Accumulation or redistribution of body fat (lipodystrophy) including central obesity, dorsocervical fat enlargement (buffalo hump), peripheral wasting, facial wasting, breast enlargement, and cushingoid appearance have been seen in patients receiving antiretroviral therapy, including etravirine.


Etravirine should be stopped if a severe skin rash develops. Patients co-infected with chronic hepatitis B or C have experienced worsening of hepatitis-related symptoms when treated with etravirine. Patients who have virologic failure on a NNRTI-containing regimen should not be given etravirine in a regimen containing only NRTIs.


Etravirine is metabolised mainly by the cytochrome P450 isoenzymes CYP3A4, CYP2C9, and CYP2C19. It is an inducer of CYP3A4 and an inhibitor of CYP2C9 and CYP2C19. Consequently it may compete with other drugs metabolised by these systems, potentially resulting in mutually altered plasma concentrations and possibly toxicity. Enzyme inducers may decrease plasma concentrations of etravirine.

Etravirine should not be given with other NNRTIs. It should also not be used in regimens with HIV-protease inhibitors given without ritonavir-boosting but use with ritonavir-boosted tipranavir, fosamprenavir, or atazanavir should be avoided. For further information on drug interactions of NNRTIs see site.

Antiviral Action

Etravirine acts by inhibition of HIV-1 reverse transcriptase and blocks viral RNA- and DNA-dependent DNA polymerase activities. It is a flexible molecule designed to fit in the active pocket of viral reverse transcriptase in different ways, even when the shape of that pocket changes because of viral mutations. This is considered to reduce the risk of the development of resistance; phase II studies in treatment-experienced patients have shown activity against HIV resistant to other NNRTIs (delavirdine, efavirenz, and nevirapine).

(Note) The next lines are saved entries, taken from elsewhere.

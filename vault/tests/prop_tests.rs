//! Property tests for the vault.

use proptest::prelude::*;
use tidal_accrual::{AccrualLedger, Role};
use tidal_types::{ChainId, HolderId, Rate, Timestamp, TRANSFER_ALL};
use tidal_vault::{LocalReserve, NativeReserve, Vault};

proptest! {
    /// Native value plus ledger value is conserved at zero interest.
    #[test]
    fn zero_rate_round_trip_conserves_native_value(
        wallet in 1u128..1_000_000_000u128,
        deposits in proptest::collection::vec(1u128..1_000u128, 1..8),
    ) {
        let admin = HolderId::new("tdl_admin");
        let op = HolderId::new("tdl_vault");
        let holder = HolderId::new("tdl_h");
        let now = Timestamp::new(0);
        let mut ledger = AccrualLedger::new(ChainId::new(1), admin.clone(), Rate::ZERO, now);
        ledger.grant_role(&admin, &op, Role::MintBurn).unwrap();
        let mut reserve = LocalReserve::new();
        reserve.credit_wallet(&holder, wallet).unwrap();
        let vault = Vault::new(op);

        for amount in deposits {
            let _ = vault.deposit(&mut ledger, &mut reserve, &holder, amount, now);
            prop_assert_eq!(
                reserve.wallet_of(&holder) + ledger.balance_of(&holder, now).unwrap(),
                wallet
            );
            prop_assert_eq!(reserve.reserves(), ledger.total_supply(now).unwrap());
        }
        if ledger.balance_of(&holder, now).unwrap() > 0 {
            vault.withdraw(&mut ledger, &mut reserve, &holder, TRANSFER_ALL, now).unwrap();
        }
        prop_assert_eq!(reserve.wallet_of(&holder), wallet);
        prop_assert_eq!(reserve.reserves(), 0);
    }
}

Etravirine is readily absorbed after oral doses and peak plasma concentrations occur after about 2.5 to 4 hours; absorption is increased by food. It is about 99.9% bound to plasma proteins. Etravirine is extensively metabolised by hepatic microsomal enzymes, principally by the cytochrome P450 isoenzymes CYP3A4, CYP2C9, and CYP2C19 families, to substantially less active metabolites. The mean plasma half-life after usual dosage is about 41 hours and ranges from 21 to 61 hours. About 93.7% of a dose appears in the faeces (81.2 to 86.4% as unchanged drug), and 1.2% in the urine (unchanged drug was not detected in the urine).


Uses and Administration

Etravirine is a non-nucleoside reverse transcriptase inhibitor with activity against HIV-1. It is given with other antiretrovirals for the treatment of HIV infection and AIDS in treatment-experienced patients, who have evidence of viral replication and HIV-1 strains resistant to a NNRTI and other antiretrovirals. Etravirine is given orally in a usual dose of 200 mg twice daily after food.